As Turkish foreign missions join in the effort with state departments across Turkey using taxpayers’ money on propaganda tools for the Erdogan regime, a small group of Anatolian News Agency (AA) reporters accosted Mr. Murat Kaval, the General Coordinator of the AST, in front of his house and harassed him with repetitive questions in the guise of journalism. When Mr. Murat prudently recorded the harassment episode as it unfurled, he even recognized the microphone-toting ‘reporter’ from one of the programs he had jointly participated and addressed him by his name, leading to panic in the pack. Even the Covid-19 masks on their faces could not save the ‘reporters’ from being unmasked, so they fled from the scene. When Mr. Murat Kaval had ‘unmasked’ the microphone-toting reporter, he had also turned to the cameraman and asked his name. It was funny to see how, in the spur of the moment, the cameraman pointed at his ID on his neck and kept on recording as Mr. Kaval zoomed on the name with his mobile phone camera. It was yet another pretty normal day in the lives of a bunch of supporters of the Erdogan regime. Such people blindly support Erdogan for the worldly gains but fear also from being apprehended. What a pity!
Was it something new in the US? No. When Erdogan visited Washington DC in 2017, he ordered
his security detail to beat the protestors in front of the Turkish Embassy and watch his security guards from afar while they landed blows on people there. Meanwhile, there are many people who live in the US but fear from the threat of the Erdogan regime; and so their fast of silence continues.
Stop Erdogan ad was a breakpoint for dealing a strong impact on Erdogan’s regime that feeds on fear and intimidation. It seems the regime will be cornered more and more with similar other human rights campaigns across the world in the near future. Organizing and executing many human rights activities all around the world simultaneously, the participants of the Hizmet Movement have displayed that they not only raise their voices against the injustices meted out to the Hizmet volunteers in Turkey and abroad, but also against the oppression and tyranny suffered in other parts of the world. A couple of days before, the AST organized a series of peaceful protests in more than 40 cities across the US simultaneously.
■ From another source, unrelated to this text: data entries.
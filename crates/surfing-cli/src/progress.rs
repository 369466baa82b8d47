use std::sync::Mutex;

use anyhow::Result;
use indicatif::{ProgressBar, ProgressStyle};
use surfing_core::pipeline::{PipelineStage, ProgressReporter};

/// Drives one indicatif bar per pipeline stage.
pub struct BarReporter {
    style: ProgressStyle,
    bar: Mutex<Option<ProgressBar>>,
}

impl BarReporter {
    pub fn new() -> Result<Self> {
        let style = ProgressStyle::default_bar()
            .template("{prefix:20} [{bar:40}] {pos}/{len} {msg}")?
            .progress_chars("=> ");
        Ok(Self {
            style,
            bar: Mutex::new(None),
        })
    }

    fn with_bar(&self, f: impl FnOnce(&ProgressBar)) {
        if let Ok(guard) = self.bar.lock() {
            if let Some(ref bar) = *guard {
                f(bar);
            }
        }
    }
}

impl ProgressReporter for BarReporter {
    fn begin_stage(&self, stage: PipelineStage, total_items: Option<usize>) {
        let pb = ProgressBar::new(total_items.unwrap_or(0) as u64);
        pb.set_style(self.style.clone());
        pb.set_prefix(stage.to_string());
        if let Ok(mut guard) = self.bar.lock() {
            if let Some(previous) = guard.replace(pb) {
                previous.finish();
            }
        }
    }

    fn advance(&self, items_done: usize) {
        self.with_bar(|pb| pb.set_position(items_done as u64));
    }

    fn set_message(&self, message: &str) {
        let message = message.to_string();
        self.with_bar(|pb| pb.set_message(message));
    }

    fn finish_stage(&self) {
        if let Ok(mut guard) = self.bar.lock() {
            if let Some(pb) = guard.take() {
                pb.finish_with_message("done");
            }
        }
    }
}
It was a great success for the organization by organizing so large and coordinated activities within a short period of time which I believe is a challenge for many established human rights organizations elsewhere too.
AST has been a beacon of hope for the oppressed and the silenced people, remind all that Turkey does not mean Erdogan only and that Turkey must be freed from this freak regime. Volunteers of the AST and the Hizmet Movement love their home country not in mere words but in essence. Borrowing from Erdogan’s phrasebook with a minor change, they seem to say: “There’s more about Turkey than Erdogan only.”